As you may know, approximately 90 percent of Mexico’s population is covered by two federally subsidized insurance programs: one for the employed and the other for the indigent. These programs function similar to a large HMO, requiring utilization of specific hospitals and doctors, depending on the plan. The remaining 10 percent of health insurance is private. This has resulted, as you would expect, in a bifurcated system with a significant number of Mexican citizens either paying out-of-pocket for care in the better equipped and staffed private hospitals and by private practice physicians or traveling to the United States for care. Now, in spite of this, Mexico, with a population about onethird of our country, graduates over four times as many physicians as we do each year. Students enter medical school right out of prep school (our high school equivalent) and spend six years in training, the last year being comparable to a public service program where they provide healthcare to underserved areas of Mexico, living among the people for whom they care. Of the 22,000 graduates, only 25 percent will find post-graduate medical education positions, given the limited number available. The remaining “unmatched” students are left to find work in other areas. It made me wonder why any young Mexican student would pursue a medical degree. Yet the students I met were as energetic and bright as any I have met in our country.

In November, I led a group of BCMS physicians to Kumamoto, Japan, to visit our sister medical society, the Kumamoto City Medical Association (KCMA).

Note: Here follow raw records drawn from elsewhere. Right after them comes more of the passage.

//! Configuration system: TOML file + env var overrides + smart defaults.

#![allow(missing_docs)]

use std::env;
use std::fs;
use std::path::{Path, PathBuf};

use serde::{Deserialize, Serialize};

use crate::core::errors::{LsrError, Result};
use crate::scanner::naming::parse_segment_name;

/// Full reclaimer configuration model.
#[derive(Debug, Clone, Serialize, Deserialize, PartialEq, Default)]
#[serde(default)]
pub struct Config {
    pub reclaim: ReclaimConfig,
    pub layout: LayoutConfig,
    pub paths: PathsConfig,
}

/// Free-space floor and loop pacing.
#[derive(Debug, Clone, Serialize, Deserialize, PartialEq)]
#[serde(default)]
pub struct ReclaimConfig {
    /// Reclaim while `free / total` is strictly below this fraction.
    pub min_free_fraction: f64,
    /// Also reclaim while free bytes are strictly below this floor.
    #[serde(skip_serializing_if = "Option::is_none")]
    pub min_free_bytes: Option<u64>,
    /// Sleep between poll ticks when nothing needs reclaiming.
    pub poll_interval_ms: u64,
    /// Pause between two deletions of the same reclaim pass.
    pub reclaim_pause_ms: u64,
    /// Report victims without deleting them.
    pub dry_run: bool,
}

/// On-disk layout of the log root and its marker conventions.
#[derive(Debug, Clone, Serialize, Deserialize, PartialEq, Eq)]
#[serde(default)]
pub struct LayoutConfig {
    pub log_root: PathBuf,
    /// Any immediate child whose name ends with this suffix locks its directory.
    pub lock_suffix: String,
    pub preserve_xattr_name: String,
    pub preserve_xattr_value: String,
    /// Reserved directory names deleted only after every segment is gone.
    pub special_dirs: Vec<String>,
    /// Keep preserve status only for the N most recent marked segments.
    #[serde(skip_serializing_if = "Option::is_none")]
    pub max_preserved: Option<usize>,
    /// Extend preserve status to this many preceding segments of the same route.
    pub preserve_prior_segments: u32,
}

/// Filesystem paths used by lsr itself.
#[derive(Debug, Clone, Serialize, Deserialize, PartialEq, Eq)]
#[serde(default)]
pub struct PathsConfig {
    pub config_file: PathBuf,
    pub activity_log: PathBuf,
    #[serde(skip_serializing_if = "Option::is_none")]
    pub activity_log_fallback: Option<PathBuf>,
}

impl Default for ReclaimConfig {
    fn default() -> Self {
        Self {
            min_free_fraction: 0.10,
            min_free_bytes: None,
            poll_interval_ms: 30_000,
            reclaim_pause_ms: 100,
            dry_run: false,
        }
    }
}

impl Default for LayoutConfig {
    fn default() -> Self {
        Self {
            log_root: PathBuf::from("/data/media/0/realdata"),
            lock_suffix: ".lock".to_string(),
            preserve_xattr_name: "user.preserve".to_string(),
            preserve_xattr_value: "1".to_string(),
            special_dirs: vec!["boot".to_string(), "crash".to_string()],
            max_preserved: None,
            preserve_prior_segments: 0,
        }
    }
}

impl Default for PathsConfig {
    fn default() -> Self {
        let home_dir = env::var_os("HOME").map_or_else(
            || {
                eprintln!(
                    "[LSR-CONFIG] WARNING: HOME not set, falling back to /tmp for data paths"
                );
                PathBuf::from("/tmp")
            },
            PathBuf::from,
        );
        Self {
            config_file: home_dir.join(".config").join("lsr").join("config.toml"),
            activity_log: home_dir
                .join(".local")
                .join("share")
                .join("lsr")
                .join("activity.jsonl"),
            activity_log_fallback: Some(PathBuf::from("/dev/shm/lsr.jsonl")),
        }
    }
}

impl Config {
    /// Default configuration path.
    #[must_use]
    pub fn default_path() -> PathBuf {
        PathsConfig::default().config_file
    }

    /// Load config from default or explicit path, then apply env overrides.
    ///
    /// Missing config file is not an error when loading from default path; defaults are used.
    pub fn load(path: Option<&Path>) -> Result<Self> {
        let path_buf = path.map_or_else(Self::default_path, Path::to_path_buf);
        let is_explicit_path = path.is_some();

        let mut cfg = if path_buf.exists() {
            let raw = fs::read_to_string(&path_buf).map_err(|source| LsrError::Io {
                path: path_buf.clone(),
                source,
            })?;
            toml::from_str::<Self>(&raw)?
        } else if is_explicit_path {
            return Err(LsrError::MissingConfig { path: path_buf });
        } else {
            Self::default()
        };

        cfg.paths.config_file = path_buf;
        cfg.apply_env_overrides()?;
        cfg.normalize_paths();
        cfg.validate()?;
        Ok(cfg)
    }

    /// Render the effective configuration as TOML.
    pub fn to_toml(&self) -> Result<String> {
        Ok(toml::to_string_pretty(self)?)
    }

    /// Deterministic hash of the effective config for the activity log.
    ///
    /// FNV-1a over canonical JSON, stable across processes and releases.
    pub fn stable_hash(&self) -> Result<String> {
        let canonical = serde_json::to_string(self)?;
        let mut hash: u64 = 0xcbf2_9ce4_8422_2325;
        for byte in canonical.as_bytes() {
            hash ^= u64::from(*byte);
            hash = hash.wrapping_mul(0x0100_0000_01b3);
        }
        Ok(format!("{hash:016x}"))
    }

    fn apply_env_overrides(&mut self) -> Result<()> {
        self.apply_env_overrides_from(|name| env::var(name).ok())
    }

    fn apply_env_overrides_from<F>(&mut self, mut lookup: F) -> Result<()>
    where
        F: FnMut(&str) -> Option<String>,
    {
        let mut get = |name: &str| lookup(name).filter(|raw| !raw.trim().is_empty());

        if let Some(raw) = get("LSR_MIN_FREE_FRACTION") {
            self.reclaim.min_free_fraction = parse_env("LSR_MIN_FREE_FRACTION", &raw)?;
        }
        if let Some(raw) = get("LSR_MIN_FREE_BYTES") {
            self.reclaim.min_free_bytes = Some(parse_env("LSR_MIN_FREE_BYTES", &raw)?);
        }
        if let Some(raw) = get("LSR_POLL_INTERVAL_MS") {
            self.reclaim.poll_interval_ms = parse_env("LSR_POLL_INTERVAL_MS", &raw)?;
        }
        if let Some(raw) = get("LSR_RECLAIM_PAUSE_MS") {
            self.reclaim.reclaim_pause_ms = parse_env("LSR_RECLAIM_PAUSE_MS", &raw)?;
        }
        if let Some(raw) = get("LSR_DRY_RUN") {
            self.reclaim.dry_run = parse_env("LSR_DRY_RUN", &raw)?;
        }
        if let Some(raw) = get("LSR_LOG_ROOT") {
            self.layout.log_root = PathBuf::from(raw);
        }
        if let Some(raw) = get("LSR_ACTIVITY_LOG") {
            self.paths.activity_log = PathBuf::from(raw);
        }
        Ok(())
    }

    /// Strip trailing slashes so the log root compares cleanly in reports.
    fn normalize_paths(&mut self) {
        let raw = self.layout.log_root.to_string_lossy().into_owned();
        if raw.len() > 1
            && let Some(stripped) = raw.strip_suffix('/')
        {
            self.layout.log_root = PathBuf::from(stripped);
        }
    }

    /// Reject settings the reclaim loop cannot run with.
    pub fn validate(&self) -> Result<()> {
        let fraction = self.reclaim.min_free_fraction;
        if !(fraction > 0.0 && fraction < 1.0) {
            return Err(LsrError::InvalidConfig {
                details: format!("reclaim.min_free_fraction must be in (0, 1), got {fraction}"),
            });
        }

        if self.reclaim.poll_interval_ms == 0 {
            return Err(LsrError::InvalidConfig {
                details: "reclaim.poll_interval_ms must be > 0".to_string(),
            });
        }

        if self.layout.log_root.as_os_str().is_empty() {
            return Err(LsrError::InvalidConfig {
                details: "layout.log_root must not be empty".to_string(),
            });
        }

        if self.layout.lock_suffix.is_empty() {
            return Err(LsrError::InvalidConfig {
                details: "layout.lock_suffix must not be empty".to_string(),
            });
        }

        if self.layout.preserve_xattr_name.is_empty() {
            return Err(LsrError::InvalidConfig {
                details: "layout.preserve_xattr_name must not be empty".to_string(),
            });
        }

        for name in &self.layout.special_dirs {
            if name.is_empty() || name.contains('/') {
                return Err(LsrError::InvalidConfig {
                    details: format!("layout.special_dirs entry {name:?} is not a plain name"),
                });
            }
            if parse_segment_name(name).is_some() {
                return Err(LsrError::InvalidConfig {
                    details: format!(
                        "layout.special_dirs entry {name:?} collides with the segment naming convention"
                    ),
                });
            }
        }

        if self.layout.max_preserved == Some(0) {
            return Err(LsrError::InvalidConfig {
                details: "layout.max_preserved must be > 0 when set".to_string(),
            });
        }

        Ok(())
    }
}

fn parse_env<T>(name: &str, raw: &str) -> Result<T>
where
    T: std::str::FromStr,
    T::Err: std::fmt::Display,
{
    raw.trim()
        .parse::<T>()
        .map_err(|error| LsrError::ConfigParse {
            context: "env",
            details: format!("{name}={raw:?}: {error}"),
        })
}

#[cfg(test)]
mod tests {
    use super::{Config, LsrError};
    use std::collections::HashMap;
    use std::path::{Path, PathBuf};

    fn vars(pairs: &[(&str, &str)]) -> HashMap<String, String> {
        pairs
            .iter()
            .map(|(name, value)| ((*name).to_string(), (*value).to_string()))
            .collect()
    }

    #[test]
    fn default_config_is_valid() {
        let cfg = Config::default();
        assert!(cfg.validate().is_ok());
        assert!((cfg.reclaim.min_free_fraction - 0.10).abs() < f64::EPSILON);
        assert_eq!(cfg.layout.special_dirs, vec!["boot", "crash"]);
    }

    #[test]
    fn free_fraction_must_be_open_unit_interval() {
        for bad in [0.0, 1.0, -0.5, 1.5, f64::NAN] {
            let mut cfg = Config::default();
            cfg.reclaim.min_free_fraction = bad;
            let err = cfg.validate().expect_err("fraction should be rejected");
            assert!(matches!(err, LsrError::InvalidConfig { .. }), "{err}");
        }
    }

    #[test]
    fn zero_poll_interval_rejected() {
        let mut cfg = Config::default();
        cfg.reclaim.poll_interval_ms = 0;
        assert!(cfg.validate().is_err());
    }

    #[test]
    fn empty_lock_suffix_rejected() {
        let mut cfg = Config::default();
        cfg.layout.lock_suffix.clear();
        assert!(cfg.validate().is_err());
    }

    #[test]
    fn special_dir_that_looks_like_segment_rejected() {
        let mut cfg = Config::default();
        cfg.layout
            .special_dirs
            .push("2019-04-18--12-52-54--0".to_string());
        let err = cfg.validate().expect_err("collision should be rejected");
        assert!(err.to_string().contains("collides"));
    }

    #[test]
    fn max_preserved_zero_rejected() {
        let mut cfg = Config::default();
        cfg.layout.max_preserved = Some(0);
        assert!(cfg.validate().is_err());
    }

    #[test]
    fn env_overrides_apply() {
        let env = vars(&[
            ("LSR_MIN_FREE_FRACTION", "0.25"),
            ("LSR_MIN_FREE_BYTES", "5368709120"),
            ("LSR_POLL_INTERVAL_MS", "500"),
            ("LSR_DRY_RUN", "true"),
            ("LSR_LOG_ROOT", "/tmp/realdata"),
        ]);
        let mut cfg = Config::default();
        cfg.apply_env_overrides_from(|name| env.get(name).cloned())
            .expect("overrides should parse");

        assert!((cfg.reclaim.min_free_fraction - 0.25).abs() < f64::EPSILON);
        assert_eq!(cfg.reclaim.min_free_bytes, Some(5_368_709_120));
        assert_eq!(cfg.reclaim.poll_interval_ms, 500);
        assert!(cfg.reclaim.dry_run);
        assert_eq!(cfg.layout.log_root, PathBuf::from("/tmp/realdata"));
    }

    #[test]
    fn blank_env_values_are_ignored() {
        let env = vars(&[("LSR_POLL_INTERVAL_MS", "   ")]);
        let mut cfg = Config::default();
        cfg.apply_env_overrides_from(|name| env.get(name).cloned())
            .expect("blank value should be ignored");
        assert_eq!(cfg.reclaim.poll_interval_ms, 30_000);
    }

    #[test]
    fn invalid_env_value_rejected() {
        let env = vars(&[("LSR_DRY_RUN", "maybe")]);
        let mut cfg = Config::default();
        let err = cfg
            .apply_env_overrides_from(|name| env.get(name).cloned())
            .expect_err("non-boolean should fail");
        assert_eq!(err.code(), "LSR-1003");
        assert!(err.to_string().contains("LSR_DRY_RUN"));
    }

    #[test]
    fn normalize_paths_trims_trailing_slash_and_keeps_root() {
        let mut cfg = Config::default();
        cfg.layout.log_root = PathBuf::from("/data/media/0/realdata/");
        cfg.normalize_paths();
        assert_eq!(cfg.layout.log_root, PathBuf::from("/data/media/0/realdata"));

        cfg.layout.log_root = PathBuf::from("/");
        cfg.normalize_paths();
        assert_eq!(cfg.layout.log_root, PathBuf::from("/"));
    }

    #[test]
    fn load_returns_error_for_explicit_missing_path() {
        let err = Config::load(Some(Path::new("/nonexistent/lsr/config.toml")))
            .expect_err("explicit missing path should fail");
        assert_eq!(err.code(), "LSR-1002");
    }

    #[test]
    fn load_parses_partial_toml_file() {
        let dir = tempfile::tempdir().unwrap();
        let path = dir.path().join("config.toml");
        std::fs::write(
            &path,
            "[reclaim]\nmin_free_fraction = 0.2\n\n[layout]\nspecial_dirs = [\"boot\"]\nmax_preserved = 5\n",
        )
        .unwrap();

        let cfg = Config::load(Some(&path)).expect("partial config should load");
        assert!((cfg.reclaim.min_free_fraction - 0.2).abs() < f64::EPSILON);
        assert_eq!(cfg.reclaim.poll_interval_ms, 30_000);
        assert_eq!(cfg.layout.special_dirs, vec!["boot"]);
        assert_eq!(cfg.layout.max_preserved, Some(5));
        assert_eq!(cfg.paths.config_file, path);
    }

    #[test]
    fn toml_render_round_trips() {
        let cfg = Config::default();
        let rendered = cfg.to_toml().expect("render");
        let parsed: Config = toml::from_str(&rendered).expect("reparse");
        assert_eq!(parsed, cfg);
    }

    #[test]
    fn stable_hash_deterministic_and_sensitive() {
        let cfg = Config::default();
        let first = cfg.stable_hash().unwrap();
        assert_eq!(first, cfg.stable_hash().unwrap());
        assert_eq!(first.len(), 16);

        let mut changed = cfg;
        changed.reclaim.min_free_fraction = 0.2;
        assert_ne!(first, changed.stable_hash().unwrap());
    }
}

We alternate years visiting each other, during which time we not only spend time socializing but also discussing the similarities and differences in healthcare between our countries. This was a very special visit, since it not only represented the 20th anniversary of the formation of San Antonio and Kumamoto as sister cities, but also the 15th anniversary of the medical societies’ affiliation and the 100th anniversary of the KCMA. I offer the deepest thanks to my Japanese colleagues for their warm and sincere hospitality and for their friendship.

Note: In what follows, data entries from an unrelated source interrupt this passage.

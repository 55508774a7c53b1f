//! Top-level CLI definition and dispatch.

use std::io::{self, IsTerminal, Write};
use std::path::PathBuf;

use clap::{Args, Parser, Subcommand};
use serde_json::{Value, json};
use thiserror::Error;

use log_space_reclaimer::core::config::Config;
use log_space_reclaimer::core::errors::LsrError;
use log_space_reclaimer::daemon::loop_main::{CycleOutcome, ReclaimDaemon};
use log_space_reclaimer::monitor::space::{SpaceMonitor, SpaceThresholds};
use log_space_reclaimer::platform::pal::detect_platform;
use log_space_reclaimer::scanner::classifier::{ClassifierConfig, EntryClassifier, RootEntry};
use log_space_reclaimer::scanner::selector::{EvictionTier, VictimSelector};

/// Log Space Reclaimer: keeps the recorder's log volume above its free-space floor.
#[derive(Debug, Parser)]
#[command(
    name = "lsr",
    author,
    version,
    about = "Log Space Reclaimer - frees space on the driving log volume",
    long_about = None,
    arg_required_else_help = true
)]
pub struct Cli {
    /// Override config file path.
    #[arg(long, global = true, value_name = "PATH")]
    config: Option<PathBuf>,
    /// Force JSON output mode.
    #[arg(long, global = true)]
    json: bool,
    #[command(subcommand)]
    command: Command,
}

#[derive(Debug, Clone, Subcommand)]
enum Command {
    /// Run the reclaim loop until SIGTERM/SIGINT.
    Daemon,
    /// Show free space on the log volume and whether reclaim is needed.
    Status,
    /// List log root entries in eviction order.
    Scan,
    /// Run one reclaim pass now.
    Reclaim(ReclaimArgs),
    /// Show or check the effective configuration.
    Config(ConfigArgs),
}

#[derive(Debug, Clone, Args, Default)]
struct ReclaimArgs {
    /// Report what would be deleted without deleting anything.
    #[arg(long)]
    dry_run: bool,
}

#[derive(Debug, Clone, Args, Default)]
struct ConfigArgs {
    #[command(subcommand)]
    command: Option<ConfigCommand>,
}

#[derive(Debug, Clone, Copy, Subcommand)]
enum ConfigCommand {
    /// Print the effective configuration as TOML (default).
    Show,
    /// Print the config file path.
    Path,
    /// Load and validate, printing the config hash.
    Validate,
}

#[derive(Debug, Clone, Copy, PartialEq, Eq)]
enum OutputMode {
    Human,
    Json,
}

/// CLI error type with explicit exit-code mapping.
#[derive(Debug, Error)]
pub enum CliError {
    /// Bad configuration or arguments.
    #[error("{0}")]
    User(String),
    /// Environment/runtime failure.
    #[error("{0}")]
    Runtime(String),
    /// JSON serialization failed.
    #[error("failed to serialize output: {0}")]
    Json(#[from] serde_json::Error),
    /// Output write failed.
    #[error("failed to write output: {0}")]
    Io(#[from] io::Error),
}

impl CliError {
    /// Process exit code contract for the CLI.
    pub const fn exit_code(&self) -> i32 {
        match self {
            Self::User(_) => 1,
            Self::Runtime(_) | Self::Io(_) => 2,
            Self::Json(_) => 3,
        }
    }
}

impl From<LsrError> for CliError {
    fn from(err: LsrError) -> Self {
        match err {
            LsrError::InvalidConfig { .. }
            | LsrError::MissingConfig { .. }
            | LsrError::ConfigParse { .. } => Self::User(err.to_string()),
            other => Self::Runtime(other.to_string()),
        }
    }
}

/// Dispatch a parsed command line.
pub fn run(cli: &Cli) -> Result<(), CliError> {
    match &cli.command {
        Command::Daemon => run_daemon(cli),
        Command::Status => run_status(cli),
        Command::Scan => run_scan(cli),
        Command::Reclaim(args) => run_reclaim(cli, args),
        Command::Config(args) => run_config(cli, args),
    }
}

fn load_config(cli: &Cli) -> Result<Config, CliError> {
    Ok(Config::load(cli.config.as_deref())?)
}

fn run_daemon(cli: &Cli) -> Result<(), CliError> {
    let config = load_config(cli)?;
    let mut daemon = ReclaimDaemon::init(config)?;
    daemon.run()?;
    Ok(())
}

fn run_status(cli: &Cli) -> Result<(), CliError> {
    let config = load_config(cli)?;
    let monitor = SpaceMonitor::new(
        detect_platform()?,
        &config.layout.log_root,
        SpaceThresholds::from_config(&config.reclaim),
    );
    let reading = monitor.sample()?;
    let summary = EntryClassifier::new(ClassifierConfig::from_layout(&config.layout))
        .scan()?
        .summary();

    match output_mode(cli) {
        OutputMode::Human => {
            println!("Log Space Reclaimer v{}", env!("CARGO_PKG_VERSION"));
            println!("  Config:   {}", config.paths.config_file.display());
            println!("  Log root: {}", config.layout.log_root.display());
            println!(
                "  Free:     {} of {} ({:.1}%, floor {:.1}%)",
                format_bytes(reading.stats.free_bytes()),
                format_bytes(reading.stats.total_bytes()),
                reading.free_fraction * 100.0,
                config.reclaim.min_free_fraction * 100.0
            );
            println!(
                "  Reclaim:  {}",
                if reading.needs_reclaim {
                    "NEEDED"
                } else {
                    "not needed"
                }
            );
            println!(
                "  Entries:  {} total, {} stray, {} segments ({} preserved, {} locked), {} special",
                summary.total,
                summary.strays,
                summary.segments,
                summary.preserved,
                summary.locked,
                summary.special
            );
        }
        OutputMode::Json => {
            let payload = json!({
                "command": "status",
                "version": env!("CARGO_PKG_VERSION"),
                "log_root": config.layout.log_root.to_string_lossy(),
                "stats": reading.stats,
                "free_fraction": reading.free_fraction,
                "min_free_fraction": config.reclaim.min_free_fraction,
                "needs_reclaim": reading.needs_reclaim,
                "entries": summary,
            });
            write_json_line(&payload)?;
        }
    }
    Ok(())
}

fn run_scan(cli: &Cli) -> Result<(), CliError> {
    let config = load_config(cli)?;
    let classified = EntryClassifier::new(ClassifierConfig::from_layout(&config.layout)).scan()?;
    let selector = VictimSelector::new();
    let candidates = selector.candidates(&classified);

    match output_mode(cli) {
        OutputMode::Human => {
            println!("Eviction order for {}:", classified.root.display());
            if candidates.is_empty() {
                println!("  (nothing eligible)");
            }
            for (rank, candidate) in candidates.iter().enumerate() {
                println!(
                    "  {:>4}  {:<12}  {:<24}  {}",
                    rank + 1,
                    candidate.tier.label(),
                    candidate.entry.label(),
                    candidate.entry.name
                );
            }
            let locked: Vec<&RootEntry> =
                classified.entries.iter().filter(|e| e.is_locked()).collect();
            if !locked.is_empty() {
                println!("\nLocked (never deleted):");
                for entry in locked {
                    println!("        {:<12}  {:<24}  {}", "locked", entry.label(), entry.name);
                }
            }
        }
        OutputMode::Json => {
            let entries: Vec<Value> = classified
                .entries
                .iter()
                .map(|entry| {
                    json!({
                        "name": entry.name,
                        "path": entry.path.to_string_lossy(),
                        "kind": entry.kind,
                        "tier": EvictionTier::of(entry),
                    })
                })
                .collect();
            let payload = json!({
                "command": "scan",
                "log_root": classified.root.to_string_lossy(),
                "summary": classified.summary(),
                "eviction_order": candidates
                    .iter()
                    .map(|c| c.entry.name.as_str())
                    .collect::<Vec<_>>(),
                "entries": entries,
            });
            write_json_line(&payload)?;
        }
    }
    Ok(())
}

fn run_reclaim(cli: &Cli, args: &ReclaimArgs) -> Result<(), CliError> {
    let mut config = load_config(cli)?;
    config.reclaim.dry_run |= args.dry_run;
    let dry_run = config.reclaim.dry_run;

    let mut daemon = ReclaimDaemon::init(config)?;
    let report = daemon.run_cycle();
    daemon.shutdown("one-shot reclaim");

    match output_mode(cli) {
        OutputMode::Human => {
            let verb = if dry_run { "would delete" } else { "deleted" };
            for path in &report.deleted {
                println!("  {verb}  {}", path.display());
            }
            for path in &report.failed {
                println!("  failed   {}", path.display());
            }
            println!(
                "Outcome: {} ({} {verb}, {} failed{})",
                outcome_label(report.outcome),
                report.deleted.len(),
                report.failed.len(),
                report
                    .free_fraction
                    .map_or_else(String::new, |f| format!(", {:.1}% free", f * 100.0))
            );
        }
        OutputMode::Json => {
            let mut payload = serde_json::to_value(&report)?;
            if let Value::Object(map) = &mut payload {
                map.insert("command".to_string(), json!("reclaim"));
                map.insert("dry_run".to_string(), json!(dry_run));
            }
            write_json_line(&payload)?;
        }
    }

    match report.outcome {
        CycleOutcome::StatsUnavailable => Err(CliError::Runtime(
            "volume stats unavailable; nothing deleted".to_string(),
        )),
        CycleOutcome::ScanFailed => Err(CliError::Runtime(format!(
            "could not list log root; {} entries deleted",
            report.deleted.len()
        ))),
        _ => Ok(()),
    }
}

fn run_config(cli: &Cli, args: &ConfigArgs) -> Result<(), CliError> {
    match args.command.unwrap_or(ConfigCommand::Show) {
        ConfigCommand::Show => {
            let config = load_config(cli)?;
            match output_mode(cli) {
                OutputMode::Human => println!("{}", config.to_toml()?),
                OutputMode::Json => write_json_line(&json!({
                    "command": "config show",
                    "config": serde_json::to_value(&config)?,
                }))?,
            }
        }
        ConfigCommand::Path => {
            let path = cli.config.clone().unwrap_or_else(Config::default_path);
            let exists = path.exists();
            match output_mode(cli) {
                OutputMode::Human => {
                    println!("{}", path.display());
                    if !exists {
                        println!("  (file does not exist; defaults will be used)");
                    }
                }
                OutputMode::Json => write_json_line(&json!({
                    "command": "config path",
                    "path": path.to_string_lossy(),
                    "exists": exists,
                }))?,
            }
        }
        ConfigCommand::Validate => {
            let config = load_config(cli)?;
            let hash = config.stable_hash()?;
            match output_mode(cli) {
                OutputMode::Human => println!("configuration valid (hash {hash})"),
                OutputMode::Json => write_json_line(&json!({
                    "command": "config validate",
                    "valid": true,
                    "hash": hash,
                }))?,
            }
        }
    }
    Ok(())
}

// ──────────────────── output helpers ────────────────────

const fn outcome_label(outcome: CycleOutcome) -> &'static str {
    match outcome {
        CycleOutcome::SpaceOk => "space ok",
        CycleOutcome::Reclaimed => "reclaimed",
        CycleOutcome::Exhausted => "exhausted (nothing eligible left)",
        CycleOutcome::StatsUnavailable => "stats unavailable",
        CycleOutcome::ScanFailed => "scan failed",
        CycleOutcome::Stopped => "stopped",
    }
}

#[allow(clippy::cast_precision_loss)]
fn format_bytes(bytes: u64) -> String {
    const UNITS: [&str; 4] = ["KB", "MB", "GB", "TB"];
    if bytes < 1024 {
        return format!("{bytes} B");
    }
    let mut value = bytes as f64 / 1024.0;
    let mut unit = 0;
    while value >= 1024.0 && unit + 1 < UNITS.len() {
        value /= 1024.0;
        unit += 1;
    }
    format!("{value:.1} {}", UNITS[unit])
}

fn write_json_line(payload: &Value) -> Result<(), CliError> {
    let mut stdout = io::stdout().lock();
    serde_json::to_writer(&mut stdout, payload)?;
    writeln!(stdout)?;
    Ok(())
}

fn output_mode(cli: &Cli) -> OutputMode {
    let env_mode = std::env::var("LSR_OUTPUT_FORMAT").ok();
    resolve_output_mode(cli.json, env_mode.as_deref(), io::stdout().is_terminal())
}

fn resolve_output_mode(json_flag: bool, env_mode: Option<&str>, stdout_is_tty: bool) -> OutputMode {
    if json_flag {
        return OutputMode::Json;
    }
    match env_mode
        .map(str::trim)
        .map(str::to_ascii_lowercase)
        .as_deref()
    {
        Some("json") => OutputMode::Json,
        Some("human") => OutputMode::Human,
        _ if stdout_is_tty => OutputMode::Human,
        _ => OutputMode::Json,
    }
}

In some aspects, healthcare in Japan and the United States are similar, and in other ways very different. For example, Japan is experiencing the same problems with their version of Medicare: aging population, increasing utilization of services, diminishing physician reimbursement, and spiraling costs. Yet hospital stays remain unregulated, with an average stay, for example, of four to five days for an uncomplicated delivery. A utilization nurse would have a heyday in their system! The “specialized” hospital concept is very popular in Japan, with many physician-owned “niche” hospitals. I visited several, including ENT, OB/GYN, and even GI, and I was very impressed with their quality of care and level of service. Although this concept has not been universally accepted in our country, it provided me insight as to its true potential benefit: consumer-driven healthcare. The Japanese tend to shop around, selecting a hospital not only on quality and physician staff but also on “perks,” such as five-star hotel-like accommodations, rooftop dining, and gourmet meals. This has resulted in stiff competition among hospitals with continued efforts to offer the best care possible at the lowest price. It reinforced to me that if you haven’t already implemented a performance-improvement program in your practice, with benchmarking and documentation of your results, you should definitely consider doing so. Forget “pay-for-performance.” I honestly believe that future changes in healthcare coverage will focus more on shifting a significant portion of the financial responsibility to the patient, resulting in a consumer-driven system similar to the one I witnessed in Japan. American patients will also shop around for the best deal for their health care dollar. Without documentation of your quality of care, you may end up as a bottom feeder.

These experiences were very educational to me. I saw some aspects of medicine that were better than ours and others that were worse. However, there were two observations that were similar, whether in a country across the border or on the other side of the world. Increasing costs and access to care are universal problems, and Hippocrates would be proud: doctors still put their patients first.